(PROVIDED RECORDS begins)
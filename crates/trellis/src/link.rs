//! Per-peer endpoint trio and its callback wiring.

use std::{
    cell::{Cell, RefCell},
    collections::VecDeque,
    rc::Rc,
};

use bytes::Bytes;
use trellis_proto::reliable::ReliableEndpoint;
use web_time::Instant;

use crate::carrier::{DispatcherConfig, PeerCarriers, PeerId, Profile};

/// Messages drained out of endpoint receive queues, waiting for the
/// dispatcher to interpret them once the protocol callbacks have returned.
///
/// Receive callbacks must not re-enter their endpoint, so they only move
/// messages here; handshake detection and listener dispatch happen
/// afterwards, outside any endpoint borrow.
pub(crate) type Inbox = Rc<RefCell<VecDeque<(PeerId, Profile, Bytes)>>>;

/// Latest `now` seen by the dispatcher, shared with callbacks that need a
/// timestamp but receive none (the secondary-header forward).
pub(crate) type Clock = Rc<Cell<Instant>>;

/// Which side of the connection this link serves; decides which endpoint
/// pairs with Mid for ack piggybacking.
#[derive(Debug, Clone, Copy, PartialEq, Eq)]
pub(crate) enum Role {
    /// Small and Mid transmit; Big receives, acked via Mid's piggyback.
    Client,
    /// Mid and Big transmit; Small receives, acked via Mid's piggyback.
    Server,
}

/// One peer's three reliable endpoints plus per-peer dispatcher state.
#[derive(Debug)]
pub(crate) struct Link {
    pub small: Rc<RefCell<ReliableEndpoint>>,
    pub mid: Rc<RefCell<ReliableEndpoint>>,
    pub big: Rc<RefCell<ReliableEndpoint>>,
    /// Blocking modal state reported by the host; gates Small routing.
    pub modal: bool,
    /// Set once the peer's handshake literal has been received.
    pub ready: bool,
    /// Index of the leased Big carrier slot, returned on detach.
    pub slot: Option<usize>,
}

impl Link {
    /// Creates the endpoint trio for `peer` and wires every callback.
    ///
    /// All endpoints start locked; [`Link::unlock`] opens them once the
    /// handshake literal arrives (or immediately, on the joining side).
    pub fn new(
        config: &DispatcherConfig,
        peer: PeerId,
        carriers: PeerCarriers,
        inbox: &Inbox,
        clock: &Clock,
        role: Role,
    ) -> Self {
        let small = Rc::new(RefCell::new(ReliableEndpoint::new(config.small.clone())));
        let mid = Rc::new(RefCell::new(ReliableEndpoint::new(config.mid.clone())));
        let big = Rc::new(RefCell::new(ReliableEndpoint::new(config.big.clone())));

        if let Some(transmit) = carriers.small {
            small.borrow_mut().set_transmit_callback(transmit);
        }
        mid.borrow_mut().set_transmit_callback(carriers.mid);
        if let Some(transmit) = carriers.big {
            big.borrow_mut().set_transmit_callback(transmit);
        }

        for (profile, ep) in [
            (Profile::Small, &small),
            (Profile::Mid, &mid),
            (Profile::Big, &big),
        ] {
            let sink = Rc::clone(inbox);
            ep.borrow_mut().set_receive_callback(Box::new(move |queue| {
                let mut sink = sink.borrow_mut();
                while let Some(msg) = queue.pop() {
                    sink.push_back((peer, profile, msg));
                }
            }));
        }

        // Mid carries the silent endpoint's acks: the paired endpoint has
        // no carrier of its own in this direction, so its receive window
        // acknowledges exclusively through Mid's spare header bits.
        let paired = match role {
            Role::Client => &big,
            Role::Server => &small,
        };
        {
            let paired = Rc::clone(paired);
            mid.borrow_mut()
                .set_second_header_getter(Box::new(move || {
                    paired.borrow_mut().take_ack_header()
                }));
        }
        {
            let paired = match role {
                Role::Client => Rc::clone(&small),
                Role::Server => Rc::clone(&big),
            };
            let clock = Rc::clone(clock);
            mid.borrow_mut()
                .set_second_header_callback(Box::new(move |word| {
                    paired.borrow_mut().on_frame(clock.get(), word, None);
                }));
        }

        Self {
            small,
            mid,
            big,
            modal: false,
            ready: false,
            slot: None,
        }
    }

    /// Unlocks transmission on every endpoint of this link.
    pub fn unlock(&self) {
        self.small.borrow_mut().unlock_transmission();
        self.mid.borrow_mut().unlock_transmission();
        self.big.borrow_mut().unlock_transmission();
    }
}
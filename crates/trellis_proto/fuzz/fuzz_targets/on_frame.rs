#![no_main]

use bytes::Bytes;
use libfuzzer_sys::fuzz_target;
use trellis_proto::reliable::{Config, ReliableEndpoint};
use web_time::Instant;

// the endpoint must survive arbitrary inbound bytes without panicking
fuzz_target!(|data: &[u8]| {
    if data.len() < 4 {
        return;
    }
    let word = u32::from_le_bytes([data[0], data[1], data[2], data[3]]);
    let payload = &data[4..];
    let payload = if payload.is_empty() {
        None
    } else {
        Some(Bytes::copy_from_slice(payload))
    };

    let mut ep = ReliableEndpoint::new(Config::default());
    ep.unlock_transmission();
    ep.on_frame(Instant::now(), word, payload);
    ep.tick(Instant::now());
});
(PROVIDED RECORDS ends)
(PROVIDED RECORDS begins)
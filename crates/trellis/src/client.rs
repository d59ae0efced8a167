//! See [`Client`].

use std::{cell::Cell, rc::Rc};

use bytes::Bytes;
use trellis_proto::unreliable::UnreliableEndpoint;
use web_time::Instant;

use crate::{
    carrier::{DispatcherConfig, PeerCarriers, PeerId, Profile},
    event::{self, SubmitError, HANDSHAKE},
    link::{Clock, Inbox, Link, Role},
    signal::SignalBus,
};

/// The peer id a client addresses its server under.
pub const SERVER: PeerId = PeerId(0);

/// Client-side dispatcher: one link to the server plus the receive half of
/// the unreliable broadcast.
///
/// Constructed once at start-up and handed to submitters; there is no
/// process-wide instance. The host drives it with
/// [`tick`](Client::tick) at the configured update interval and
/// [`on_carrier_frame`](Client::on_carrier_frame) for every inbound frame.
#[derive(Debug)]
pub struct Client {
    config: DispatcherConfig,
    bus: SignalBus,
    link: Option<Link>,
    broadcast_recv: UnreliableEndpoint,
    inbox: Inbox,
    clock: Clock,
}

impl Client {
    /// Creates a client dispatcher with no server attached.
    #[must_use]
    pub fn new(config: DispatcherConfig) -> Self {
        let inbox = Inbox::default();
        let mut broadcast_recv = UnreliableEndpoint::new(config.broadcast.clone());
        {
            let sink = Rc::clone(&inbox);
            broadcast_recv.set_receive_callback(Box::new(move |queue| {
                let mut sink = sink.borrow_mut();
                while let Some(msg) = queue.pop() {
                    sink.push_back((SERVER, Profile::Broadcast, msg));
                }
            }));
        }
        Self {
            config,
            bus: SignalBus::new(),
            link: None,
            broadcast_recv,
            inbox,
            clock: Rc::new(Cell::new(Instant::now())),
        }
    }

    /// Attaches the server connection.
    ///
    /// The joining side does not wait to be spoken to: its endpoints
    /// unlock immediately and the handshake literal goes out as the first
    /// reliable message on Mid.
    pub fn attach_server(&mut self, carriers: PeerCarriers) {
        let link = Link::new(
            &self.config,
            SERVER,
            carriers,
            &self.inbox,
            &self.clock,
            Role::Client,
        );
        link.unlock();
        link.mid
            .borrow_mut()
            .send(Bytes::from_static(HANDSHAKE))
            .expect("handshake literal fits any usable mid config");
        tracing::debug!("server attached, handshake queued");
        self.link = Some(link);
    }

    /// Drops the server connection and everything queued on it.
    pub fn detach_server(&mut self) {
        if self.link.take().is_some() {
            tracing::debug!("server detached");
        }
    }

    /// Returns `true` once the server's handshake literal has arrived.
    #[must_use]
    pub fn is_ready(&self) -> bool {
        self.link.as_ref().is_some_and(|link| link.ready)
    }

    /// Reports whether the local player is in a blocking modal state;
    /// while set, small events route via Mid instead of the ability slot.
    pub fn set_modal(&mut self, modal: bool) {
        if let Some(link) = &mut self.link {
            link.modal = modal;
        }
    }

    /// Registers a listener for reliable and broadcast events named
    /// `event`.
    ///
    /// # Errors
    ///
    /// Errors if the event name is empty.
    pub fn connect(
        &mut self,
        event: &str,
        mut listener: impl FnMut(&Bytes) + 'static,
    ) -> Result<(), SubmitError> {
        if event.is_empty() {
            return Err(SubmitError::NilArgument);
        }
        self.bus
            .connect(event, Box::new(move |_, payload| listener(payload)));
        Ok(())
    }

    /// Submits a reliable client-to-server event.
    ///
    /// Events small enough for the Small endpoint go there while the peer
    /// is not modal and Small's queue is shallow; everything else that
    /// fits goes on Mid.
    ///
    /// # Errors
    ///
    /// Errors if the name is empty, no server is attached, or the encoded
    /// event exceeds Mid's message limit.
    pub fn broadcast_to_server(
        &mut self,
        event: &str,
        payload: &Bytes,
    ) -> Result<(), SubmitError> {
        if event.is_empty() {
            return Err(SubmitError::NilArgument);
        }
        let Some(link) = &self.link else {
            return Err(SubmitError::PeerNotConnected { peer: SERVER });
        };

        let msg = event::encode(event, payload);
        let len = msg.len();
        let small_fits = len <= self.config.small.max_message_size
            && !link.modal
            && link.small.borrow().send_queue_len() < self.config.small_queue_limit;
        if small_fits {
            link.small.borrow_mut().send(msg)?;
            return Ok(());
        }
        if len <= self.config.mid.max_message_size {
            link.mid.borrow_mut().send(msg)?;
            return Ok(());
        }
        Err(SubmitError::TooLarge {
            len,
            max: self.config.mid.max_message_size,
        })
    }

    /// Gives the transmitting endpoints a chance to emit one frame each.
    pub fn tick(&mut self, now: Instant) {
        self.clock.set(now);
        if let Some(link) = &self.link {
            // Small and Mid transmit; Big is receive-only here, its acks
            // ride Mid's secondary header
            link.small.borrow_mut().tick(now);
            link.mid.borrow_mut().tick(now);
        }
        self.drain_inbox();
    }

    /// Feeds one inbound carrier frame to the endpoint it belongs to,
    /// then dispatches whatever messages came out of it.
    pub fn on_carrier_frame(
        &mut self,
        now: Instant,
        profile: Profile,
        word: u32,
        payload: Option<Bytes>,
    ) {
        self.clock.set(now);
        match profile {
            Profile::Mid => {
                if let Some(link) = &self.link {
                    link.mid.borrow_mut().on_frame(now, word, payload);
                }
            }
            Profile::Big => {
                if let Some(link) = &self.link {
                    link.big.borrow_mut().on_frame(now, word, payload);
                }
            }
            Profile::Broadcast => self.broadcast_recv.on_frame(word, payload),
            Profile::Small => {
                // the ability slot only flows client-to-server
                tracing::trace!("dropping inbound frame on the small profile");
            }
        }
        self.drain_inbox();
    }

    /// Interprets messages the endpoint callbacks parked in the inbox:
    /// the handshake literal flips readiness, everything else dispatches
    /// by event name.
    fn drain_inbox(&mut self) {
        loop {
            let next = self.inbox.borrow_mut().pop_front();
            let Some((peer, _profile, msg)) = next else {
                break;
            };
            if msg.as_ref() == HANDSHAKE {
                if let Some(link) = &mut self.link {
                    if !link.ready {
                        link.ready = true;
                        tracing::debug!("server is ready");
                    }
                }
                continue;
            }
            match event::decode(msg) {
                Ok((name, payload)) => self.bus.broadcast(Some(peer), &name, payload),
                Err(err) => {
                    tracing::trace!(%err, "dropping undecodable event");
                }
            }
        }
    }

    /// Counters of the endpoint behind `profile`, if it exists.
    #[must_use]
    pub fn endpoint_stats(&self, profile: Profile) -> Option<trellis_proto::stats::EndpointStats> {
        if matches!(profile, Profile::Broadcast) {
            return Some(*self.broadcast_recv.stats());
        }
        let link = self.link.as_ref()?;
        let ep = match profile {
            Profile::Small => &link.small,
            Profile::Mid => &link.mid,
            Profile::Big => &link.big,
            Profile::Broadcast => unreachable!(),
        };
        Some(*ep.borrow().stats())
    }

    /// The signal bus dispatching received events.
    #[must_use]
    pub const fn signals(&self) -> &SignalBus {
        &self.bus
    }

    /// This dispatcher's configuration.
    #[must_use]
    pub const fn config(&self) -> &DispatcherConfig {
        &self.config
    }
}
(PROVIDED RECORDS ends)
(PROVIDED RECORDS begins)
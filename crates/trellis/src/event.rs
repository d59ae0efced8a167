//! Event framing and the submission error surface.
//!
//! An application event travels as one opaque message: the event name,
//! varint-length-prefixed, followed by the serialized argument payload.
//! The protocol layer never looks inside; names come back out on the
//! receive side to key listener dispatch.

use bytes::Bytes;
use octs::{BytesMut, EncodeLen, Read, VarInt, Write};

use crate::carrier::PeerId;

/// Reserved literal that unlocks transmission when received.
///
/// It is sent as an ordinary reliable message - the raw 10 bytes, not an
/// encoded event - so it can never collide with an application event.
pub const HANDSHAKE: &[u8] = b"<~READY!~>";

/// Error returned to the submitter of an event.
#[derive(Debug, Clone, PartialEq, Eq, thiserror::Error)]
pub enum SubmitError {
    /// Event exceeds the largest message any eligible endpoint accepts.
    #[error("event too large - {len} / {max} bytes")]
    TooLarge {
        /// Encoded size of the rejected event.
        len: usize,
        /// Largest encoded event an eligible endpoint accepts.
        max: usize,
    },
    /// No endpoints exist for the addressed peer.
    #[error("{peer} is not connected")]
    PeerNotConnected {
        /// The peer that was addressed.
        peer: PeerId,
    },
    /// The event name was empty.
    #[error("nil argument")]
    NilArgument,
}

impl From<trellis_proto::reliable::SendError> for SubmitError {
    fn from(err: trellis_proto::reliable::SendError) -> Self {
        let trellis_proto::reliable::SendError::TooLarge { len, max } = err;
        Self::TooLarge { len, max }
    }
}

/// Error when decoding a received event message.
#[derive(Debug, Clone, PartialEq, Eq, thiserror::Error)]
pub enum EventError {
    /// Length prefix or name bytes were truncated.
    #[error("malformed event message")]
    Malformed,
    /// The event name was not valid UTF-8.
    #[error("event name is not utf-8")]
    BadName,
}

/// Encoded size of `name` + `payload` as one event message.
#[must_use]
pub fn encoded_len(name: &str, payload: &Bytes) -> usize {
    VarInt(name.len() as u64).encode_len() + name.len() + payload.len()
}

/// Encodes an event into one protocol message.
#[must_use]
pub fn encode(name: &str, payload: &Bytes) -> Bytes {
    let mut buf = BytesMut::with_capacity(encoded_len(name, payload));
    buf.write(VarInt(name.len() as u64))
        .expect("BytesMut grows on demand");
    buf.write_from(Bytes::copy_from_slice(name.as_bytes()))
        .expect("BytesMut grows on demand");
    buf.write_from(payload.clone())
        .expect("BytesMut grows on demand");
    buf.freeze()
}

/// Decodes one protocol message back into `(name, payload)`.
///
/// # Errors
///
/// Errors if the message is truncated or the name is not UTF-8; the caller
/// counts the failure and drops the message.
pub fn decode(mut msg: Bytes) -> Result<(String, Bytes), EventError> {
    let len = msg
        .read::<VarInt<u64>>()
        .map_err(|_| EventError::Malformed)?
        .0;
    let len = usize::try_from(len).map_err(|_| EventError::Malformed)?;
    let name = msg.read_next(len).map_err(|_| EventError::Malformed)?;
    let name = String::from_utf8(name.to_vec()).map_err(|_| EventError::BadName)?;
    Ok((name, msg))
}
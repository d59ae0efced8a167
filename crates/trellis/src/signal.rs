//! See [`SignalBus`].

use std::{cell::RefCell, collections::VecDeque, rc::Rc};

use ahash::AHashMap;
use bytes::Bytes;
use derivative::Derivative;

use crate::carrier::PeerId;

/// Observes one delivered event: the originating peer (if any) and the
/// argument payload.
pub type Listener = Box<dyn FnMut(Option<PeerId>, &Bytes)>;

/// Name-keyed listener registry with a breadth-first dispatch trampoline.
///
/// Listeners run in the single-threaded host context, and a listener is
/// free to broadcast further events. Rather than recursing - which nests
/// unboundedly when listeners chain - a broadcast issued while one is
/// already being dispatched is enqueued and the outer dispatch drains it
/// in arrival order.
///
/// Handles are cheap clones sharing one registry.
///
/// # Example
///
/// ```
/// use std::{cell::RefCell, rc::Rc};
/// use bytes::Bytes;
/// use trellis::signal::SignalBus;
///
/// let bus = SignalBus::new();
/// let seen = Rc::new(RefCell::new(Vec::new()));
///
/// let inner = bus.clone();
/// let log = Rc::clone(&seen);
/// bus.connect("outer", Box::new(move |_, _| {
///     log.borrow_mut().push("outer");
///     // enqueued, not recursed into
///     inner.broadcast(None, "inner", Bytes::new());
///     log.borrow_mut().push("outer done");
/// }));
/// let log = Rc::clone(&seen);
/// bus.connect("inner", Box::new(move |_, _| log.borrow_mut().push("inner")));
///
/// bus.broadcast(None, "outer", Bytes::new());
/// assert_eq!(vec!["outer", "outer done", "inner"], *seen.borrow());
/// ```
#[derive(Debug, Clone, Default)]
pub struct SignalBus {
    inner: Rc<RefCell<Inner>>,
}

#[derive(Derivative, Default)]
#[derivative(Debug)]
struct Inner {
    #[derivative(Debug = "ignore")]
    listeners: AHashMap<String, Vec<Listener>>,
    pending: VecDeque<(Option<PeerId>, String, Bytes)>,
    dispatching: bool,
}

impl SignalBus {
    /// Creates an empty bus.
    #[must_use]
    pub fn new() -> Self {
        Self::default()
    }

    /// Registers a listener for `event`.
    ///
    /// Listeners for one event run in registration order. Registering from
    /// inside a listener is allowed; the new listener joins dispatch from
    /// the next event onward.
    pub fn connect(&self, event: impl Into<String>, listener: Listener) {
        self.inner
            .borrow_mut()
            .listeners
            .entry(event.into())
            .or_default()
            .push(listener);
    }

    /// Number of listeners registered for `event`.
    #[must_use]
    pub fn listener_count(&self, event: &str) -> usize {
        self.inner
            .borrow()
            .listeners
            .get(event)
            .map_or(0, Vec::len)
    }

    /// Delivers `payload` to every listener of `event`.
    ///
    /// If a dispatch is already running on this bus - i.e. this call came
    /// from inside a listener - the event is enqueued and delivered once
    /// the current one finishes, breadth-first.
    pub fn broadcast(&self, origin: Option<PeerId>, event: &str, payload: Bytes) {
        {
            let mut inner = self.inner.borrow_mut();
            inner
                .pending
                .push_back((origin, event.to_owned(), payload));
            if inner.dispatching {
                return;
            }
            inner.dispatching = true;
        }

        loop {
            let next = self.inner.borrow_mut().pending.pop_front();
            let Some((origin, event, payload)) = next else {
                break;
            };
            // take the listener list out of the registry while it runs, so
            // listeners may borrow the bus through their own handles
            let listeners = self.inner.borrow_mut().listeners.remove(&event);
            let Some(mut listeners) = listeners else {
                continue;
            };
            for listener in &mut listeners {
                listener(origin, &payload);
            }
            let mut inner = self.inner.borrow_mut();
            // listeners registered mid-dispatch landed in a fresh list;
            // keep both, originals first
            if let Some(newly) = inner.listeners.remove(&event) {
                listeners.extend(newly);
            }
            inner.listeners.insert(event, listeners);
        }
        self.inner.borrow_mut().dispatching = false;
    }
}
(PROVIDED RECORDS ends)
__EXERCISE DESCRIPTION__. From the entries above, give again exactly the lines running from the line with "paired.borrow_mut().take_ack_header()" to the line with "#![no_main]"; include both of those lines.

__COMPLETED TASK__.
                    paired.borrow_mut().take_ack_header()
                }));
        }
        {
            let paired = match role {
                Role::Client => Rc::clone(&small),
                Role::Server => Rc::clone(&big),
            };
            let clock = Rc::clone(clock);
            mid.borrow_mut()
                .set_second_header_callback(Box::new(move |word| {
                    paired.borrow_mut().on_frame(clock.get(), word, None);
                }));
        }

        Self {
            small,
            mid,
            big,
            modal: false,
            ready: false,
            slot: None,
        }
    }

    /// Unlocks transmission on every endpoint of this link.
    pub fn unlock(&self) {
        self.small.borrow_mut().unlock_transmission();
        self.mid.borrow_mut().unlock_transmission();
        self.big.borrow_mut().unlock_transmission();
    }
}
filename crates/trellis_proto/fuzz/fuzz_targets/on_frame.rs
#![no_main]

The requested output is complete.